| EXERCISE GOAL |
Copy the data exactly.

.....

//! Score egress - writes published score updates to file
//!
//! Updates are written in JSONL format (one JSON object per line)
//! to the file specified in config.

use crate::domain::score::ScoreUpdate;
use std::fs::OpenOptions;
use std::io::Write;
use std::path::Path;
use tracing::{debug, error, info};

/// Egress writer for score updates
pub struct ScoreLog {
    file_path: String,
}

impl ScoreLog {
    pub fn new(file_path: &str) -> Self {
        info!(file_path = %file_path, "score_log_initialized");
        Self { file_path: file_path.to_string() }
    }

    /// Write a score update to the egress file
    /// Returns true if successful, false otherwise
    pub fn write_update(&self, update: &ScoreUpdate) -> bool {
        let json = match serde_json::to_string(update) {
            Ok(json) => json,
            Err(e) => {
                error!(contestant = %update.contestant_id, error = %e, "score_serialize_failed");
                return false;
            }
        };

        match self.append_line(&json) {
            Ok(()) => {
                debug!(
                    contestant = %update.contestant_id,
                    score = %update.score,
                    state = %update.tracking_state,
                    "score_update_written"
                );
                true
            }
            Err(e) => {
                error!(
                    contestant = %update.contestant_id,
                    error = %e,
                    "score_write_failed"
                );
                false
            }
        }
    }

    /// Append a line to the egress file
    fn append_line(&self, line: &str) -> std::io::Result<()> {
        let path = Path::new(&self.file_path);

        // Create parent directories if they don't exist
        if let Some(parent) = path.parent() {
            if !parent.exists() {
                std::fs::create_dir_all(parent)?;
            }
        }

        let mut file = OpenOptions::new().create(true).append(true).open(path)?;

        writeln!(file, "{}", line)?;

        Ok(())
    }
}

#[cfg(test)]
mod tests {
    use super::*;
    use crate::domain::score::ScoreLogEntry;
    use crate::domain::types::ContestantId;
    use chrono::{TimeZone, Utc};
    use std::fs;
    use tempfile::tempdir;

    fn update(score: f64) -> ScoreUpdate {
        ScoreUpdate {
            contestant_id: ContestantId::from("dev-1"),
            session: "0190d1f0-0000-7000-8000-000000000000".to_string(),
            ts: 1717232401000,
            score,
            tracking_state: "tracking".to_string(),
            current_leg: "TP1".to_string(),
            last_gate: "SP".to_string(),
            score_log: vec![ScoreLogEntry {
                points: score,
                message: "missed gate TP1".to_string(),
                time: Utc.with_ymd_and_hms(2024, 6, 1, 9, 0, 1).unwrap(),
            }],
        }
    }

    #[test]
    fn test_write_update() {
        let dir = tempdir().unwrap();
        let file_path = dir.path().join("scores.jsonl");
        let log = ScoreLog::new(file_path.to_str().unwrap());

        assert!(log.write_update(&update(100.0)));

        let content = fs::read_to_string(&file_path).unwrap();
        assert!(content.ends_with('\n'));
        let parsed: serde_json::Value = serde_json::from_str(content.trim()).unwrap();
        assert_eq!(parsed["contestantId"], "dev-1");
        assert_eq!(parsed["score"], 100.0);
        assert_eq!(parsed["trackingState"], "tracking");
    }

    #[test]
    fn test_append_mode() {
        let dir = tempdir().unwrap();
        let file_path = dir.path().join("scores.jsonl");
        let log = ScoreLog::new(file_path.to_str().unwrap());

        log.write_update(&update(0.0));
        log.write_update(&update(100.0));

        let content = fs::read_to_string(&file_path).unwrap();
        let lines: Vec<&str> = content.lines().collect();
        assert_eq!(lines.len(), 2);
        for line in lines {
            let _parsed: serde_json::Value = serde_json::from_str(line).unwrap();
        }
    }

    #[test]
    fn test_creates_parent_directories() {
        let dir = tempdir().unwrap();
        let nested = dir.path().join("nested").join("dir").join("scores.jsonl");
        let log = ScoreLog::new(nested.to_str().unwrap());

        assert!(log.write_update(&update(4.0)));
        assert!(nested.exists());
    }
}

.....

| REPLY TO THE EXERCISE |
//! Score egress - writes published score updates to file
//!
//! Updates are written in JSONL format (one JSON object per line)
//! to the file specified in config.

use crate::domain::score::ScoreUpdate;
use std::fs::OpenOptions;
use std::io::Write;
use std::path::Path;
use tracing::{debug, error, info};

/// Egress writer for score updates
pub struct ScoreLog {
    file_path: String,
}

impl ScoreLog {
    pub fn new(file_path: &str) -> Self {
        info!(file_path = %file_path, "score_log_initialized");
        Self { file_path: file_path.to_string() }
    }

    /// Write a score update to the egress file
    /// Returns true if successful, false otherwise
    pub fn write_update(&self, update: &ScoreUpdate) -> bool {
        let json = match serde_json::to_string(update) {
            Ok(json) => json,
            Err(e) => {
                error!(contestant = %update.contestant_id, error = %e, "score_serialize_failed");
                return false;
            }
        };

        match self.append_line(&json) {
            Ok(()) => {
                debug!(
                    contestant = %update.contestant_id,
                    score = %update.score,
                    state = %update.tracking_state,
                    "score_update_written"
                );
                true
            }
            Err(e) => {
                error!(
                    contestant = %update.contestant_id,
                    error = %e,
                    "score_write_failed"
                );
                false
            }
        }
    }

    /// Append a line to the egress file
    fn append_line(&self, line: &str) -> std::io::Result<()> {
        let path = Path::new(&self.file_path);

        // Create parent directories if they don't exist
        if let Some(parent) = path.parent() {
            if !parent.exists() {
                std::fs::create_dir_all(parent)?;
            }
        }

        let mut file = OpenOptions::new().create(true).append(true).open(path)?;

        writeln!(file, "{}", line)?;

        Ok(())
    }
}

#[cfg(test)]
mod tests {
    use super::*;
    use crate::domain::score::ScoreLogEntry;
    use crate::domain::types::ContestantId;
    use chrono::{TimeZone, Utc};
    use std::fs;
    use tempfile::tempdir;

    fn update(score: f64) -> ScoreUpdate {
        ScoreUpdate {
            contestant_id: ContestantId::from("dev-1"),
            session: "0190d1f0-0000-7000-8000-000000000000".to_string(),
            ts: 1717232401000,
            score,
            tracking_state: "tracking".to_string(),
            current_leg: "TP1".to_string(),
            last_gate: "SP".to_string(),
            score_log: vec![ScoreLogEntry {
                points: score,
                message: "missed gate TP1".to_string(),
                time: Utc.with_ymd_and_hms(2024, 6, 1, 9, 0, 1).unwrap(),
            }],
        }
    }

    #[test]
    fn test_write_update() {
        let dir = tempdir().unwrap();
        let file_path = dir.path().join("scores.jsonl");
        let log = ScoreLog::new(file_path.to_str().unwrap());

        assert!(log.write_update(&update(100.0)));

        let content = fs::read_to_string(&file_path).unwrap();
        assert!(content.ends_with('\n'));
        let parsed: serde_json::Value = serde_json::from_str(content.trim()).unwrap();
        assert_eq!(parsed["contestantId"], "dev-1");
        assert_eq!(parsed["score"], 100.0);
        assert_eq!(parsed["trackingState"], "tracking");
    }

    #[test]
    fn test_append_mode() {
        let dir = tempdir().unwrap();
        let file_path = dir.path().join("scores.jsonl");
        let log = ScoreLog::new(file_path.to_str().unwrap());

        log.write_update(&update(0.0));
        log.write_update(&update(100.0));

        let content = fs::read_to_string(&file_path).unwrap();
        let lines: Vec<&str> = content.lines().collect();
        assert_eq!(lines.len(), 2);
        for line in lines {
            let _parsed: serde_json::Value = serde_json::from_str(line).unwrap();
        }
    }

    #[test]
    fn test_creates_parent_directories() {
        let dir = tempdir().unwrap();
        let nested = dir.path().join("nested").join("dir").join("scores.jsonl");
        let log = ScoreLog::new(nested.to_str().unwrap());

        assert!(log.write_update(&update(4.0)));
        assert!(nested.exists());
    }
}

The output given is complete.